*DATASET RECORDS*.

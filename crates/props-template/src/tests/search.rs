use super::utils::{fixture_partials, values};
use crate::{
    Dsl, Env, Error, NodeVisitor, Options, Partial, Partials, PathSegment, RenderVisitor,
    Rendered, path,
};

fn render_with<F>(partials: &Partials, build: F) -> Result<Rendered, Error>
where
    F: FnOnce(&mut RenderVisitor<'_>) -> Result<(), Error>,
{
    let mut json = RenderVisitor::new(Env::new().partials(partials).request("/some_url"));
    build(&mut json)?;
    Ok(json.finish())
}

fn render<F>(build: F) -> String
where
    F: FnOnce(&mut RenderVisitor<'_>) -> Result<(), Error>,
{
    render_with(&fixture_partials(), build).unwrap().json
}

fn dig(path: Vec<PathSegment>) -> Options {
    Options::new().dig(path)
}

#[test]
fn finds_a_node_and_renders_it_under_the_root_key() {
    let out = render(|json| {
        json.set_with("data", dig(path!["data", "comment", "details"]), |json| {
            json.object("comment", |json| {
                json.object("details", |json| json.set("name", "john"))
            })
        })?;
        json.set("foo", "bar")
    });
    assert_eq!(out, r#"{"data":{"name":"john"},"foo":"bar"}"#);
}

#[test]
fn search_is_an_alias_of_dig() {
    let out = render(|json| {
        json.set_with(
            "data",
            Options::new().search(path!["data", "inner"]),
            |json| json.object("inner", |json| json.set("a", 1)),
        )
    });
    assert_eq!(out, r#"{"data":{"a":1}}"#);
}

#[test]
fn finds_an_empty_node() {
    let out = render(|json| {
        json.set_with("data", dig(path!["data", "inner"]), |json| {
            json.object("inner", |_| Ok(()))
        })?;
        json.set("foo", "bar")
    });
    assert_eq!(out, r#"{"data":{},"foo":"bar"}"#);
}

#[test]
fn misses_omit_the_key() {
    let out = render(|json| {
        json.set_with("data", dig(path!["data", "does_not_exist"]), |json| {
            json.object("inner", |_| Ok(()))
        })?;
        json.set("foo", "bar")
    });
    assert_eq!(out, r#"{"foo":"bar"}"#);
}

#[test]
fn empty_paths_render_normally() {
    let out = render(|json| {
        json.set_with("data", dig(path![]), |json| json.object("inner", |_| Ok(())))?;
        json.set("foo", "bar")
    });
    assert_eq!(out, r#"{"data":{"inner":{}},"foo":"bar"}"#);
}

#[test]
fn siblings_off_the_path_never_run() {
    let out = render(|json| {
        json.set_with("outer", dig(path!["outer", "inner"]), |json| {
            json.object("bad", |_| panic!("sibling before the match was entered"))?;
            json.object("inner", |json| json.set("foo", 32))?;
            json.object("also_bad", |_| panic!("sibling after the match was entered"))
        })
    });
    assert_eq!(out, r#"{"outer":{"foo":32}}"#);
}

#[test]
fn searches_on_multiple_siblings() {
    let out = render(|json| {
        json.set_with("outer", dig(path!["outer", "inner"]), |json| {
            json.object("inner", |json| json.set("foo", 32))
        })?;
        json.set_with("first", dig(path!["first", "second"]), |json| {
            json.object("second", |json| json.set("bar", "cool"))
        })
    });
    assert_eq!(out, r#"{"outer":{"foo":32},"first":{"bar":"cool"}}"#);
}

#[test]
fn found_nodes_may_search_again() {
    let out = render(|json| {
        json.set_with("outer", dig(path!["outer"]), |json| {
            json.set_with("inner", dig(path!["inner", "foo"]), |json| {
                json.object("foo", |json| json.set("firstName", "john"))
            })
        })
    });
    assert_eq!(out, r#"{"outer":{"inner":{"firstName":"john"}}}"#);
}

#[test]
fn nested_dig_options_are_ignored_while_searching() {
    let out = render(|json| {
        json.set_with("outer", dig(path!["outer", "inner", "foo"]), |json| {
            json.set_with("inner", dig(path!["does_not_exist"]), |json| {
                json.object("foo", |json| json.set("firstName", "john"))
            })
        })
    });
    assert_eq!(out, r#"{"outer":{"firstName":"john"}}"#);
}

#[test]
fn finds_a_subtree() {
    let out = render(|json| {
        json.set_with("outer", dig(path!["outer", "inner", "deep"]), |json| {
            json.object("inner", |json| {
                json.object("deep", |json| {
                    json.object("deeper", |json| json.set("foo", 32))
                })
            })
        })
    });
    assert_eq!(out, r#"{"outer":{"deeper":{"foo":32}}}"#);
}

#[test]
fn scalar_leaves_are_not_found() {
    let out = render(|json| {
        json.set_with("outer", dig(path!["outer", "inner", "foo"]), |json| {
            json.object("inner", |json| json.set("foo", 32))
        })?;
        json.set("foo", "bar")
    });
    assert_eq!(out, r#"{"foo":"bar"}"#);
}

#[test]
fn paths_not_starting_at_the_node_are_not_found() {
    let out = render(|json| {
        json.set_with("outer", dig(path!["inner", "a", "b"]), |json| {
            json.object("inner", |json| json.set("foo", 32))
        })?;
        json.set("foo", "bar")
    });
    assert_eq!(out, r#"{"foo":"bar"}"#);
}

#[test]
fn finds_an_array() {
    let out = render(|json| {
        json.set_with("outer", dig(path!["outer", "inner"]), |json| {
            json.object("inner", |json| {
                json.array(&values(&[1, 2]), |json, item, _| json.set("foo", item))
            })
        })
    });
    assert_eq!(out, r#"{"outer":[{"foo":1},{"foo":2}]}"#);
}

#[test]
fn finds_an_array_item() {
    let out = render(|json| {
        json.set_with("outer", dig(path!["outer", 0]), |json| {
            json.array(&values(&["hello", "world"]), |json, item, _| json.set("foo", item))
        })
    });
    assert_eq!(out, r#"{"outer":{"foo":"hello"}}"#);
}

#[test]
fn finds_nodes_beyond_an_array() {
    let out = render(|json| {
        json.set_with("outer", dig(path!["outer", "inner", 1, "foo"]), |json| {
            json.object("inner", |json| {
                json.array(&values(&[1, 2]), |json, item, _| {
                    json.object("foo", |json| json.set("bar", item))
                })
            })
        })
    });
    assert_eq!(out, r#"{"outer":{"bar":2}}"#);
}

#[test]
fn indices_past_the_end_are_not_found() {
    let rendered = render_with(&fixture_partials(), |json| {
        json.set_with("outer", dig(path!["outer", "inner", 10, "foo"]), |json| {
            json.object("inner", |json| {
                json.array(&values(&[1, 2]), |json, item, _| {
                    json.object("foo", |json| json.set("bar", item))
                })
            })
        })
    })
    .unwrap();
    assert_eq!(rendered.json, "{}");
    assert_eq!(rendered.found_path, "");
}

#[test]
fn finds_items_of_nested_arrays() {
    let out = render(|json| {
        json.set_with("outer", dig(path!["outer", "inner", 1, "foo", 0]), |json| {
            json.object("inner", |json| {
                json.array(&values(&[0, 1]), |json, item, _| {
                    json.object("foo", |json| {
                        json.array(&[item.clone(), 5.into()], |json, inner, _| {
                            json.set("bar", inner)
                        })
                    })
                })
            })
        })
    });
    assert_eq!(out, r#"{"outer":{"bar":1}}"#);
}

#[test]
fn finds_items_by_id() {
    let users = vec![
        crate::Value::object([("id", 1), ("age", 30)]),
        crate::Value::object([("id", 2), ("age", 40)]),
    ];
    let out = render(|json| {
        json.set_with("data", dig(path!["data", "id=2"]), |json| {
            json.array_with(&users, Options::new().id_key("id"), |json, user, _| {
                json.set("age", user.get("age").cloned().unwrap_or_default())
            })
        })
    });
    assert_eq!(out, r#"{"data":{"age":40,"id":2}}"#);
}

#[test]
fn exact_digs_keep_the_id_attribute() {
    let users = vec![
        crate::Value::object([("id", crate::Value::from(1)), ("email", "joe@red.com".into())]),
        crate::Value::object([("id", crate::Value::from(2)), ("email", "foo@red.com".into())]),
    ];
    let out = render(|json| {
        json.set_with("data", dig(path!["data", 0]), |json| {
            json.array_with(&users, Options::new().id_key("id"), |json, user, _| {
                json.set("email", user.get("email").cloned().unwrap_or_default())
            })
        })
    });
    assert_eq!(out, r#"{"data":{"email":"joe@red.com","id":1}}"#);
}

#[test]
fn digs_through_children() {
    let out = render(|json| {
        json.set_with("data", dig(path!["data", "posts", "1", "comment"]), |json| {
            json.object("posts", |json| {
                json.array_children(|json| {
                    json.child(|json| json.object("comment", |json| json.set("title", "wow")))?;
                    json.child(|json| json.object("comment", |json| json.set("title", "noway")))
                })
            })
        })
    });
    assert_eq!(out, r#"{"data":{"title":"noway"}}"#);
}

#[test]
fn finds_a_child() {
    let out = render(|json| {
        json.set_with("data", dig(path!["data", 0]), |json| {
            json.array_children(|json| {
                json.child(|json| json.set("first", true))?;
                json.child(|_| panic!("children after the match are not entered"))
            })
        })
    });
    assert_eq!(out, r#"{"data":{"first":true}}"#);
}

#[test]
fn child_counters_are_per_array() {
    let out = render(|json| {
        json.set_with("data", dig(path!["data", 1, 1]), |json| {
            json.array_children(|json| {
                json.child(|json| json.array_children(|json| json.child(|_| Ok(()))))?;
                json.child(|json| {
                    json.array_children(|json| {
                        json.child(|json| json.set("n", 0))?;
                        json.child(|json| json.set("n", 1))
                    })
                })
            })
        })
    });
    assert_eq!(out, r#"{"data":{"n":1}}"#);
}
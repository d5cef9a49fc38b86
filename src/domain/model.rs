use crate::core::transfer::TransferRecord;
use chrono::{DateTime, Utc};
use serde::{Deserialize, Serialize};

#[derive(Debug, Clone, PartialEq, Eq, Serialize, Deserialize)]
pub struct Item {
    pub id: u64,
    pub title: String,
}

/// 單一實驗的觀察結果
#[derive(Debug, Clone)]
pub struct ScenarioOutcome {
    pub passed: bool,
    pub observations: Vec<String>,
}

impl ScenarioOutcome {
    pub fn new() -> Self {
        Self {
            passed: true,
            observations: Vec::new(),
        }
    }

    pub fn observe(&mut self, note: impl Into<String>) {
        self.observations.push(note.into());
    }

    /// Records an expectation. A single failed check fails the scenario.
    pub fn check(&mut self, holds: bool, description: impl Into<String>) {
        let description = description.into();
        if holds {
            self.observations.push(format!("✅ {}", description));
        } else {
            self.passed = false;
            self.observations.push(format!("❌ {}", description));
        }
    }
}

impl Default for ScenarioOutcome {
    fn default() -> Self {
        Self::new()
    }
}

#[derive(Debug, Clone, Serialize, Deserialize)]
pub struct ScenarioReport {
    pub name: String,
    pub passed: bool,
    pub observations: Vec<String>,
    pub duration_ms: u64,
    pub error: Option<String>,
}

#[derive(Debug, Clone, Serialize, Deserialize)]
pub struct LabReport {
    pub started_at: DateTime<Utc>,
    pub scenarios: Vec<ScenarioReport>,
    pub transfers: Vec<TransferRecord>,
}

impl LabReport {
    pub fn passed(&self) -> bool {
        self.scenarios.iter().all(|s| s.passed)
    }

    pub fn failed(&self) -> Vec<&ScenarioReport> {
        self.scenarios.iter().filter(|s| !s.passed).collect()
    }
}
use isolation_lab::app::{report, scenarios};
use isolation_lab::config::toml_config::TomlConfig;
use isolation_lab::domain::ports::ConfigProvider;
use isolation_lab::utils::validation::Validate;
use isolation_lab::{LabEngine, Runtime};
use std::io::Write;
use tempfile::NamedTempFile;
use tokio_test::{assert_err, assert_ok};

const FULL_CONFIG: &str = r#"
[lab]
name = "integration"

[runtime]
mailbox_capacity = 16

[scenarios]
concurrent_calls = 40

[repository]
fail_fetch = true

[[repository.items]]
id = 1
title = "alpha"

[[repository.items]]
id = 2
title = "beta"
"#;

fn write_config(content: &str) -> NamedTempFile {
    let mut file = NamedTempFile::new().unwrap();
    file.write_all(content.as_bytes()).unwrap();
    file
}

#[tokio::test]
async fn test_every_scenario_passes_from_config_file() {
    let file = write_config(FULL_CONFIG);
    let config = assert_ok!(TomlConfig::from_file(file.path()));
    assert_ok!(config.validate());

    let scenarios = assert_ok!(scenarios::build_scenarios(&config));
    assert_eq!(scenarios.len(), scenarios::KNOWN_SCENARIOS.len());

    let engine = LabEngine::new(Runtime::new(config.runtime_config()), scenarios);
    let lab_report = assert_ok!(engine.run().await);

    for scenario in &lab_report.scenarios {
        assert!(
            scenario.passed,
            "{} failed: {:?} {:?}",
            scenario.name, scenario.observations, scenario.error
        );
    }
    assert_ok!(report::ensure_passed(&lab_report));
    assert!(!lab_report.transfers.is_empty());

    let json = assert_ok!(report::render_json(&lab_report));
    assert!(json.contains("region-transfer"));
}

#[tokio::test]
async fn test_selected_scenarios_run_in_order() {
    let file = write_config(
        r#"
[lab]
name = "subset"

[scenarios]
enabled = ["task-inheritance", "sendable-boundary"]
"#,
    );
    let config = assert_ok!(TomlConfig::from_file(file.path()));

    let engine = LabEngine::new(
        Runtime::new(config.runtime_config()),
        assert_ok!(scenarios::build_scenarios(&config)),
    );
    assert_eq!(
        engine.scenario_names(),
        vec!["task-inheritance", "sendable-boundary"]
    );

    let lab_report = assert_ok!(engine.run().await);
    assert!(lab_report.passed());
}

#[test]
fn test_unknown_scenario_is_rejected() {
    let file = write_config(
        r#"
[lab]
name = "typo"

[scenarios]
enabled = ["actor-serialisation"]
"#,
    );
    let config = assert_ok!(TomlConfig::from_file(file.path()));

    assert_err!(config.validate());
    assert!(scenarios::build_scenarios(&config).is_err());
}

#[test]
fn test_missing_config_file() {
    assert_err!(TomlConfig::from_file("/nonexistent/lab-config.toml"));
}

*PROBLEM TO WORK ON*. Wherever a line in the listing contains the word "String", copy that line out.

*TASK RESPONSE*.
fn render<F>(build: F) -> String
    pub title: String,
    pub observations: Vec<String>,
    pub fn observe(&mut self, note: impl Into<String>) {
    pub fn check(&mut self, holds: bool, description: impl Into<String>) {
    pub name: String,
    pub observations: Vec<String>,
    pub error: Option<String>,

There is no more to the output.